▶ Goal of the exercise
Here is the listing. Report each line in it that contains the string "start".

:::::

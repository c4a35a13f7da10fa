use crate::byte_format::{self, CHARACTER_WIDTH};
use crate::character::ArabicCharacter;
use crate::error::TextError;
use crate::CharacterType;
use std::sync::Arc;

/// Immutable Arabic text referencing a shared character buffer.
///
/// The text keeps an `Arc<[u8]>` alive so that it can be freely cloned and
/// sliced without copying. The buffer is never written after construction,
/// which is what makes sharing it between a text and its substrings safe.
#[derive(Clone)]
pub struct ArabicText {
    buffer: Arc<[u8]>,
    /// Byte offset of the first character.
    offset: usize,
    /// Number of characters.
    len: usize,
}

impl ArabicText {
    /// Creates a text covering the whole of a shared buffer.
    ///
    /// The buffer must already be a valid sequence of slots.
    pub(crate) fn from_arc(buffer: Arc<[u8]>) -> Self {
        debug_assert_eq!(buffer.len() % CHARACTER_WIDTH, 0);
        let len = buffer.len() / CHARACTER_WIDTH;
        Self {
            buffer,
            offset: 0,
            len,
        }
    }

    /// Creates an empty text.
    pub fn empty() -> Self {
        Self::from_arc(Arc::from(Vec::new()))
    }

    /// Wraps a buffer in the binary layout, validating every type byte.
    pub fn from_bytes(bytes: Vec<u8>) -> Result<Self, TextError> {
        if bytes.len() % CHARACTER_WIDTH != 0 {
            return Err(TextError::InvalidLength {
                length: bytes.len(),
            });
        }
        for (index, slot) in bytes.chunks_exact(CHARACTER_WIDTH).enumerate() {
            if !byte_format::is_valid_type_byte(slot[0]) {
                return Err(TextError::InvalidCharacterType {
                    index,
                    value: slot[0],
                });
            }
        }
        Ok(Self::from_arc(Arc::from(bytes)))
    }

    /// Returns the number of characters.
    pub fn len(&self) -> usize {
        self.len
    }

    /// Returns `true` if the text has no characters.
    pub fn is_empty(&self) -> bool {
        self.len == 0
    }

    /// Returns the character at `index`.
    ///
    /// # Panics
    ///
    /// Panics if `index >= self.len()`.
    pub fn character(&self, index: usize) -> ArabicCharacter<'_> {
        assert!(
            index < self.len,
            "character index {index} out of range for text of length {}",
            self.len
        );
        ArabicCharacter::new(&self.buffer, self.slot_offset(index))
    }

    /// Returns the character at `index`, or `None` if out of range.
    pub fn get(&self, index: usize) -> Option<ArabicCharacter<'_>> {
        (index < self.len).then(|| ArabicCharacter::new(&self.buffer, self.slot_offset(index)))
    }

    /// Returns the character type at `index`, or `None` for whitespace.
    pub fn character_type(&self, index: usize) -> Option<CharacterType> {
        self.character(index).character_type()
    }

    /// Returns true if the character at `index` is a whitespace separator.
    pub fn is_whitespace(&self, index: usize) -> bool {
        self.character(index).is_whitespace()
    }

    /// Iterates over the characters.
    pub fn iter(&self) -> Characters<'_> {
        Characters {
            bytes: self.as_bytes(),
        }
    }

    /// Returns the characters `start..end` as a new text sharing this buffer.
    ///
    /// # Panics
    ///
    /// Panics unless `start <= end <= self.len()`.
    pub fn substring(&self, start: usize, end: usize) -> ArabicText {
        assert!(
            start <= end && end <= self.len,
            "substring {start}..{end} out of range for text of length {}",
            self.len
        );
        Self {
            buffer: Arc::clone(&self.buffer),
            offset: self.slot_offset(start),
            len: end - start,
        }
    }

    /// Returns a copy of this text with every diacritic removed.
    pub fn remove_diacritics(&self) -> ArabicText {
        let mut buffer = vec![0u8; self.len * CHARACTER_WIDTH];
        for (target, source) in buffer
            .chunks_exact_mut(CHARACTER_WIDTH)
            .zip(self.as_bytes().chunks_exact(CHARACTER_WIDTH))
        {
            target[0] = source[0];
        }
        Self::from_arc(Arc::from(buffer))
    }

    /// Counts characters that are not Quranic symbols.
    pub fn letter_count(&self) -> usize {
        self.as_bytes()
            .chunks_exact(CHARACTER_WIDTH)
            .filter(|slot| byte_format::is_letter(slot, 0))
            .count()
    }

    /// Returns this text without its Quranic symbols.
    ///
    /// When there are no symbols the same buffer is shared rather than copied.
    pub fn remove_non_letters(&self) -> ArabicText {
        let letter_count = self.letter_count();
        if letter_count == self.len {
            return self.clone();
        }
        let mut buffer = Vec::with_capacity(letter_count * CHARACTER_WIDTH);
        for slot in self.as_bytes().chunks_exact(CHARACTER_WIDTH) {
            if byte_format::is_letter(slot, 0) {
                buffer.extend_from_slice(slot);
            }
        }
        Self::from_arc(Arc::from(buffer))
    }

    /// The slots of this text in the binary layout.
    pub fn as_bytes(&self) -> &[u8] {
        &self.buffer[self.offset..self.offset + self.len * CHARACTER_WIDTH]
    }

    /// Copies the slots into a new vector.
    pub fn to_vec(&self) -> Vec<u8> {
        self.as_bytes().to_vec()
    }

    /// Returns true if both texts view the same backing buffer.
    pub fn shares_buffer(&self, other: &ArabicText) -> bool {
        Arc::ptr_eq(&self.buffer, &other.buffer)
    }

    /// Byte offset of the first character within the backing buffer.
    pub fn byte_offset(&self) -> usize {
        self.offset
    }

    fn slot_offset(&self, index: usize) -> usize {
        self.offset + index * CHARACTER_WIDTH
    }
}

impl Default for ArabicText {
    fn default() -> Self {
        Self::empty()
    }
}

impl std::fmt::Debug for ArabicText {
    fn fmt(&self, f: &mut std::fmt::Formatter<'_>) -> std::fmt::Result {
        f.debug_list().entries(self.iter()).finish()
    }
}

impl PartialEq for ArabicText {
    fn eq(&self, other: &Self) -> bool {
        self.as_bytes() == other.as_bytes()
    }
}

impl Eq for ArabicText {}

impl std::hash::Hash for ArabicText {
    fn hash<H: std::hash::Hasher>(&self, state: &mut H) {
        self.as_bytes().hash(state);
    }
}

impl AsRef<ArabicText> for ArabicText {
    fn as_ref(&self) -> &ArabicText {
        self
    }
}

impl<'a> IntoIterator for &'a ArabicText {
    type Item = ArabicCharacter<'a>;
    type IntoIter = Characters<'a>;

    fn into_iter(self) -> Self::IntoIter {
        self.iter()
    }
}

/// Iterator over the characters of an [`ArabicText`].
#[derive(Debug, Clone)]
pub struct Characters<'a> {
    bytes: &'a [u8],
}

impl<'a> Iterator for Characters<'a> {
    type Item = ArabicCharacter<'a>;

    fn next(&mut self) -> Option<Self::Item> {
        if self.bytes.is_empty() {
            return None;
        }
        let (slot, rest) = self.bytes.split_at(CHARACTER_WIDTH);
        self.bytes = rest;
        Some(ArabicCharacter::new(slot, 0))
    }

    fn size_hint(&self) -> (usize, Option<usize>) {
        let remaining = self.bytes.len() / CHARACTER_WIDTH;
        (remaining, Some(remaining))
    }
}

impl ExactSizeIterator for Characters<'_> {}

impl DoubleEndedIterator for Characters<'_> {
    fn next_back(&mut self) -> Option<Self::Item> {
        if self.bytes.is_empty() {
            return None;
        }
        let (rest, slot) = self.bytes.split_at(self.bytes.len() - CHARACTER_WIDTH);
        self.bytes = rest;
        Some(ArabicCharacter::new(slot, 0))
    }
}

#[cfg(test)]
mod tests {
    use super::*;
    use crate::DiacriticType;

    fn sample() -> ArabicText {
        ArabicText::from_bytes(vec![0, 0, 8, 22, 0, 0, 11, 65, 0, 23, 1, 0, 0, 0, 1, 28, 2, 0])
            .unwrap()
    }

    #[test]
    fn test_from_bytes() {
        let text = sample();
        assert_eq!(text.len(), 6);
        assert_eq!(text.character_type(0), Some(CharacterType::Alif));
        assert_eq!(text.character_type(5), Some(CharacterType::Hamza));
        assert!(text.character(4).has_diacritic(DiacriticType::Maddah));
    }

    #[test]
    fn test_from_bytes_rejects_partial_slot() {
        assert_eq!(
            ArabicText::from_bytes(vec![0, 0]),
            Err(TextError::InvalidLength { length: 2 })
        );
    }

    #[test]
    fn test_from_bytes_rejects_unknown_type() {
        assert_eq!(
            ArabicText::from_bytes(vec![0, 0, 0, 99, 0, 0]),
            Err(TextError::InvalidCharacterType { index: 1, value: 99 })
        );
    }

    #[test]
    fn test_substring_shares_buffer() {
        let text = sample();
        let sub = text.substring(2, 4);
        assert_eq!(sub.len(), 2);
        assert!(sub.shares_buffer(&text));
        assert_eq!(sub.byte_offset(), 6);
        assert_eq!(sub.character_type(0), Some(CharacterType::Seen));
        assert_eq!(sub.as_bytes(), &[11, 65, 0, 23, 1, 0]);
    }

    #[test]
    fn test_substring_of_substring() {
        let text = sample();
        let sub = text.substring(1, 5).substring(1, 3);
        assert_eq!(sub, text.substring(2, 4));
    }

    #[test]
    #[should_panic(expected = "out of range")]
    fn test_substring_out_of_range() {
        sample().substring(3, 7);
    }

    #[test]
    fn test_get_out_of_range() {
        assert!(sample().get(6).is_none());
        assert!(sample().get(5).is_some());
    }

    #[test]
    fn test_iter_both_ends() {
        let text = sample();
        let types: Vec<_> = text.iter().rev().map(|c| c.character_type()).collect();
        assert_eq!(types[0], Some(CharacterType::Hamza));
        assert_eq!(types[5], Some(CharacterType::Alif));
        assert_eq!(text.iter().len(), 6);
    }

    #[test]
    fn test_equality_is_by_content() {
        let a = sample();
        let b = sample();
        assert!(!a.shares_buffer(&b));
        assert_eq!(a, b);
        assert_ne!(a, a.substring(0, 5));
    }

    #[test]
    fn test_empty() {
        let text = ArabicText::empty();
        assert!(text.is_empty());
        assert_eq!(text.letter_count(), 0);
        assert_eq!(text.iter().next(), None);
    }
}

:::::

▶ The answer
    /// Returns the characters `start..end` as a new text sharing this buffer.
    /// Panics unless `start <= end <= self.len()`.
    pub fn substring(&self, start: usize, end: usize) -> ArabicText {
            start <= end && end <= self.len,
            "substring {start}..{end} out of range for text of length {}",
            offset: self.slot_offset(start),
            len: end - start,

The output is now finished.